Dos miradas

El dilema del toro

Vivo en un sin vivir. No sé si quiero seguir en Catalunya y ser torturado varias veces al año. O largarme a Extremadura y vivir tranquilamente el resto de mis días hasta acabar en una atroz, pero única, agonía. La cuestión es compleja. En los dos sitios me prometen pastos frescos, correrías en libertad y cópulas felices con las hembras más sexis de la zona.

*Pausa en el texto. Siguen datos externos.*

//! Public types for the framestate API.
//!
//! This module re-exports types from internal crates with a clean public interface.

// Identity and payload types
pub use framestate_core::{FrameId, Opaque, StateId, Value};

// Frames and cells
pub use framestate_concurrency::{
    AbortHook, CommitObserver, Frame, FrameData, FrameMetrics, FrameOptions, FrameRegistry,
    ObserverHandle, ReadObserver, RegistryConfig, RestoreError, StateCell,
};

// Persistent collections
pub use framestate_collections::{
    MapCursor, OrderedMapBuilder, OrderedSetBuilder, PersistentHashMap, PersistentOrderedMap,
    PersistentOrderedSet, SetCursor,
};

// Save and restore
pub use framestate_saveable::{CanBeSaved, RegistrationHandle, SaveableStateRegistry, SavedState};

Si me quedo en Catalunya, veo mundo. Porque a nuestra campaña de verano he de sumarle las fiestas de Valencia y Aragón, una oportunidad de confraternizar con sus habitantes entre los meses de abril y octubre. Mi psicólogo asegura que debería descansar al menos 10 días entre tortura y tortura, pero, ya se sabe, en estos tiempos todos sufrimos un exceso de trabajo. Y claro, así pasa lo que pasa. Yo trato de acostumbrarme a ser arrastrado por las calles, arrojado al mar o coronado con antorchas que me chamuscan los ojos. Pero nada, no lo consigo. Y acabo soñando con barbacoas en la cornamenta. Todo un trauma.

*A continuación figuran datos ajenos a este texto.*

//! Frames
//!
//! A [`Frame`] is one transaction over state cells. It is opened by a
//! [`FrameRegistry`](crate::FrameRegistry) and ends in exactly one of:
//!
//! ```text
//! Open ──commit──▶ Committed      (writes become visible to later frames)
//!      ──abort───▶ Aborted        (writes are discarded)
//!      ──suspend─▶ FrameData ──restore──▶ Open
//! ```
//!
//! Dropping an open frame, or dropping suspended [`FrameData`] without
//! restoring it, aborts the frame.
//!
//! A `Frame` stays on the thread that opened or restored it. [`FrameData`]
//! is the sendable form used to continue the same transaction elsewhere.
//!
//! Work outside the cells that must be undone with the frame (handing back a
//! consumed resource, unregistering a callback) is attached with
//! [`Frame::on_abort`]. Hooks run once when the frame is aborted, dropped or
//! fails to commit, and are dropped unrun when it commits.

use crate::id_set::FrameIdSet;
use crate::observer::ReadObserver;
use crate::record::{StateCell, StateRef};
use crate::registry::RegistryInner;
use framestate_collections::PersistentOrderedSet;
use framestate_core::{Error, FrameId, Result, StateId};
use smallvec::SmallVec;
use std::marker::PhantomData;
use std::sync::Arc;
use std::thread::ThreadId;

/// How a frame is opened
#[derive(Clone, Default)]
pub struct FrameOptions {
    read_only: bool,
    read_observer: Option<ReadObserver>,
}

impl FrameOptions {
    /// A writable frame without observers
    pub fn new() -> Self {
        Self::default()
    }

    /// Reject writes with [`Error::ReadOnlyWrite`]
    pub fn read_only(mut self) -> Self {
        self.read_only = true;
        self
    }

    /// Call `observer` with the id of every state object read in the frame
    pub fn read_observer(mut self, observer: impl Fn(StateId) + Send + Sync + 'static) -> Self {
        self.read_observer = Some(Arc::new(observer));
        self
    }
}

impl std::fmt::Debug for FrameOptions {
    fn fmt(&self, f: &mut std::fmt::Formatter<'_>) -> std::fmt::Result {
        f.debug_struct("FrameOptions")
            .field("read_only", &self.read_only)
            .field("read_observer", &self.read_observer.is_some())
            .finish()
    }
}

/// Undo action run when a frame is aborted
pub type AbortHook = Box<dyn FnOnce() + Send>;

/// The state of a frame, detached from any thread
///
/// Produced by [`Frame::suspend`] and consumed by
/// [`FrameRegistry::restore`](crate::FrameRegistry::restore). Dropping it
/// aborts the frame.
pub struct FrameData {
    pub(crate) registry: Arc<RegistryInner>,
    pub(crate) id: FrameId,
    pub(crate) invalid: FrameIdSet,
    /// Ids this frame held before advancing, and ids of merged children
    pub(crate) previous_ids: SmallVec<[FrameId; 2]>,
    pub(crate) modified: PersistentOrderedSet<StateRef>,
    pub(crate) pin: FrameId,
    read_only: bool,
    read_observers: SmallVec<[ReadObserver; 1]>,
    parent: Option<Box<FrameData>>,
    abort_hooks: Vec<AbortHook>,
    bound: Option<ThreadId>,
    closed: bool,
}

impl FrameData {
    /// Id of the suspended frame
    pub fn id(&self) -> FrameId {
        self.id
    }

    /// True if the frame wrote to at least one state object
    pub fn has_pending_changes(&self) -> bool {
        !self.modified.is_empty()
    }

    /// Every id whose records belong to this frame
    pub(crate) fn own_ids(&self) -> SmallVec<[FrameId; 4]> {
        let mut ids = SmallVec::with_capacity(self.previous_ids.len() + 1);
        ids.push(self.id);
        ids.extend(self.previous_ids.iter().copied());
        ids
    }

    fn discard(&mut self) {
        self.closed = true;
        if let Some(thread) = self.bound.take() {
            self.registry.unbind(thread, self.id);
        }
        self.registry.abort(self);
        tracing::debug!(frame_id = %self.id, modified = self.modified.len(), "frame aborted");
        self.run_abort_hooks();
    }

    fn run_abort_hooks(&mut self) {
        // Newest first, so later registrations are undone before earlier ones
        while let Some(hook) = self.abort_hooks.pop() {
            hook();
        }
    }
}

impl Drop for FrameData {
    fn drop(&mut self) {
        if !self.closed {
            self.discard();
        }
    }
}

impl std::fmt::Debug for FrameData {
    fn fmt(&self, f: &mut std::fmt::Formatter<'_>) -> std::fmt::Result {
        f.debug_struct("FrameData")
            .field("id", &self.id)
            .field("read_only", &self.read_only)
            .field("modified", &self.modified.len())
            .field("abort_hooks", &self.abort_hooks.len())
            .finish()
    }
}

/// A failed [`restore`](crate::FrameRegistry::restore)
///
/// Carries the suspended frame back to the caller, still open, so it can be
/// restored elsewhere or aborted explicitly.
pub struct RestoreError {
    error: Error,
    data: FrameData,
}

impl RestoreError {
    pub(crate) fn new(error: Error, data: FrameData) -> Self {
        Self { error, data }
    }

    /// Why the frame could not be restored
    pub fn error(&self) -> &Error {
        &self.error
    }

    /// The suspended frame, unchanged
    pub fn into_data(self) -> FrameData {
        self.data
    }

    /// Split into the error and the suspended frame
    pub fn into_parts(self) -> (Error, FrameData) {
        (self.error, self.data)
    }
}

impl From<RestoreError> for Error {
    /// Keep the error and abort the frame
    fn from(e: RestoreError) -> Self {
        e.error
    }
}

impl std::fmt::Display for RestoreError {
    fn fmt(&self, f: &mut std::fmt::Formatter<'_>) -> std::fmt::Result {
        write!(f, "cannot restore frame {}: {}", self.data.id, self.error)
    }
}

impl std::fmt::Debug for RestoreError {
    fn fmt(&self, f: &mut std::fmt::Formatter<'_>) -> std::fmt::Result {
        f.debug_struct("RestoreError")
            .field("error", &self.error)
            .field("data", &self.data)
            .finish()
    }
}

impl std::error::Error for RestoreError {}

/// An open frame, bound to the thread that opened it
pub struct Frame {
    data: FrameData,
    _not_send: PhantomData<*const ()>,
}

impl Frame {
    fn wrap(data: FrameData) -> Self {
        Self {
            data,
            _not_send: PhantomData,
        }
    }

    pub(crate) fn open_top(registry: &Arc<RegistryInner>, options: FrameOptions) -> Result<Frame> {
        registry.check_unbound()?;
        let opened = registry.begin();
        let mut data = FrameData {
            registry: Arc::clone(registry),
            id: opened.id,
            invalid: opened.invalid,
            previous_ids: SmallVec::new(),
            modified: PersistentOrderedSet::new(),
            pin: opened.pin,
            read_only: options.read_only,
            read_observers: options.read_observer.into_iter().collect(),
            parent: None,
            abort_hooks: Vec::new(),
            bound: None,
            closed: false,
        };
        data.bound = registry.bind(data.id)?;
        tracing::debug!(
            frame_id = %data.id,
            read_only = data.read_only,
            hidden = data.invalid.len(),
            "frame opened"
        );
        Ok(Frame::wrap(data))
    }

    /// Open a frame nested in this one
    ///
    /// The child sees this frame's writes. Committing the child merges its
    /// writes into this frame; nothing becomes visible to other frames until
    /// the outermost frame commits.
    pub fn open_nested(self, options: FrameOptions) -> Frame {
        let mut parent = self.data;
        let registry = Arc::clone(&parent.registry);
        let opened = registry.begin_nested(&parent);
        let bound = parent.bound.take();
        if let Some(thread) = bound {
            registry.rebind(thread, opened.id);
        }
        let mut read_observers = parent.read_observers.clone();
        read_observers.extend(options.read_observer);
        let mut data = FrameData {
            registry,
            id: opened.id,
            invalid: opened.invalid,
            previous_ids: SmallVec::new(),
            modified: PersistentOrderedSet::new(),
            pin: opened.pin,
            read_only: options.read_only || parent.read_only,
            read_observers,
            parent: None,
            abort_hooks: Vec::new(),
            bound,
            closed: false,
        };
        tracing::debug!(frame_id = %data.id, parent = %parent.id, "nested frame opened");
        data.parent = Some(Box::new(parent));
        Frame::wrap(data)
    }

    pub(crate) fn restore(mut data: FrameData) -> std::result::Result<Frame, RestoreError> {
        let bound = data
            .registry
            .check_unbound()
            .and_then(|()| data.registry.bind(data.id));
        match bound {
            Ok(thread) => data.bound = thread,
            Err(error) => return Err(RestoreError::new(error, data)),
        }
        tracing::debug!(frame_id = %data.id, modified = data.modified.len(), "frame restored");
        Ok(Frame::wrap(data))
    }

    /// Id of this frame. Changes when a nested frame merges into it.
    pub fn id(&self) -> FrameId {
        self.data.id
    }

    /// True if writes are rejected
    pub fn is_read_only(&self) -> bool {
        self.data.read_only
    }

    /// True if this frame was opened inside another frame
    pub fn is_nested(&self) -> bool {
        self.data.parent.is_some()
    }

    /// True if this frame wrote to `cell`. Reads never count.
    pub fn was_modified<T: Clone + Send + Sync + 'static>(&self, cell: &StateCell<T>) -> bool {
        self.data.modified.contains(&cell.state_ref())
    }

    /// True if this frame wrote to at least one state object
    pub fn has_pending_changes(&self) -> bool {
        self.data.has_pending_changes()
    }

    /// State objects written in this frame, in first-write order
    pub fn modified_ids(&self) -> Vec<StateId> {
        self.data.modified.iter().map(|s| s.id()).collect()
    }

    /// Run `hook` if this frame ends without its writes becoming visible
    ///
    /// Hooks of a nested frame move to the parent when the child commits, so
    /// they still run if the outermost frame is aborted later.
    pub fn on_abort(&mut self, hook: impl FnOnce() + Send + 'static) {
        self.data.abort_hooks.push(Box::new(hook));
    }

    /// Commit the frame
    ///
    /// A top-level frame is validated against everything committed since it
    /// opened. If another frame committed a write to a state object this
    /// frame also wrote, the frame is aborted and [`Error::FrameConflict`]
    /// is returned; otherwise its writes become visible to every frame
    /// opened from now on and `Ok(None)` is returned.
    ///
    /// A nested frame always merges into its parent, which is returned.
    pub fn commit(self) -> Result<Option<Frame>> {
        let mut data = self.data;
        let registry = Arc::clone(&data.registry);
        data.closed = true;

        let Some(mut parent) = data.parent.take() else {
            if let Some(thread) = data.bound.take() {
                registry.unbind(thread, data.id);
            }
            let modified = match registry.commit(&data) {
                Ok(modified) => modified,
                Err(e) => {
                    data.run_abort_hooks();
                    return Err(e);
                }
            };
            data.abort_hooks.clear();
            tracing::debug!(frame_id = %data.id, modified = modified.len(), "frame committed");
            if !modified.is_empty() {
                registry.notify_commit(&modified, data.id);
            }
            return Ok(None);
        };

        parent.modified = parent.modified.union(&data.modified);
        parent.previous_ids.extend(data.own_ids());
        parent.abort_hooks.append(&mut data.abort_hooks);
        registry.release_nested(data.pin);
        registry.advance(&mut parent);
        if let Some(thread) = data.bound.take() {
            registry.rebind(thread, parent.id);
            parent.bound = Some(thread);
        }
        tracing::debug!(
            frame_id = %data.id,
            parent = %parent.id,
            modified = data.modified.len(),
            "nested frame merged"
        );
        Ok(Some(Frame::wrap(*parent)))
    }

    /// Abort the frame, discarding its writes
    ///
    /// A nested frame hands back its parent, unchanged.
    pub fn abort(self) -> Option<Frame> {
        let mut data = self.data;
        let parent = data.parent.take();
        let bound = if parent.is_some() { data.bound.take() } else { None };
        data.discard();
        parent.map(|mut parent| {
            if let Some(thread) = bound {
                data.registry.rebind(thread, parent.id);
                parent.bound = Some(thread);
            }
            Frame::wrap(*parent)
        })
    }

    /// Detach the frame from this thread
    ///
    /// The returned [`FrameData`] can be sent to another thread and resumed
    /// with [`FrameRegistry::restore`](crate::FrameRegistry::restore).
    /// Nested frames cannot be suspended: the attempt fails with
    /// [`Error::IllegalState`] and aborts the frame and its parents.
    pub fn suspend(self) -> Result<FrameData> {
        let mut data = self.data;
        if data.parent.is_some() {
            return Err(Error::illegal_state(format!(
                "nested frame {} cannot be suspended",
                data.id
            )));
        }
        if let Some(thread) = data.bound.take() {
            data.registry.unbind(thread, data.id);
        }
        tracing::debug!(frame_id = %data.id, modified = data.modified.len(), "frame suspended");
        Ok(data)
    }

    pub(crate) fn data(&self) -> &FrameData {
        &self.data
    }

    pub(crate) fn invalid(&self) -> &FrameIdSet {
        &self.data.invalid
    }

    pub(crate) fn check_writable(&self) -> Result<()> {
        if self.data.read_only {
            return Err(Error::ReadOnlyWrite(self.data.id));
        }
        Ok(())
    }

    pub(crate) fn record_modified(&mut self, state: StateRef) {
        self.data.modified = self.data.modified.add(state);
    }

    pub(crate) fn notify_read(&self, state: StateId) {
        for observer in &self.data.read_observers {
            observer(state);
        }
    }

    pub(crate) fn registry_id(&self) -> u64 {
        self.data.registry.id()
    }

    pub(crate) fn reuse_limit(&self) -> Option<FrameId> {
        self.data.registry.reuse_limit()
    }
}

impl std::fmt::Debug for Frame {
    fn fmt(&self, f: &mut std::fmt::Formatter<'_>) -> std::fmt::Result {
        f.debug_struct("Frame")
            .field("id", &self.data.id)
            .field("read_only", &self.data.read_only)
            .field("nested", &self.is_nested())
            .field("modified", &self.data.modified.len())
            .finish()
    }
}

Hay otro punto importante. Aquí parece que mi sufrimiento es cultura. Formo parte de una tradición arraigada y colaboro en la identidad de un territorio. Eso está bien. En cambio, si me voy a Extremadura, contribuiré a un acto de barbarie y a la degradación moral de todos esos humanos que confunden la agonía de un animal con un espectáculo.

Aun así, no acabo de tenerlo claro. Será que solo soy un animal.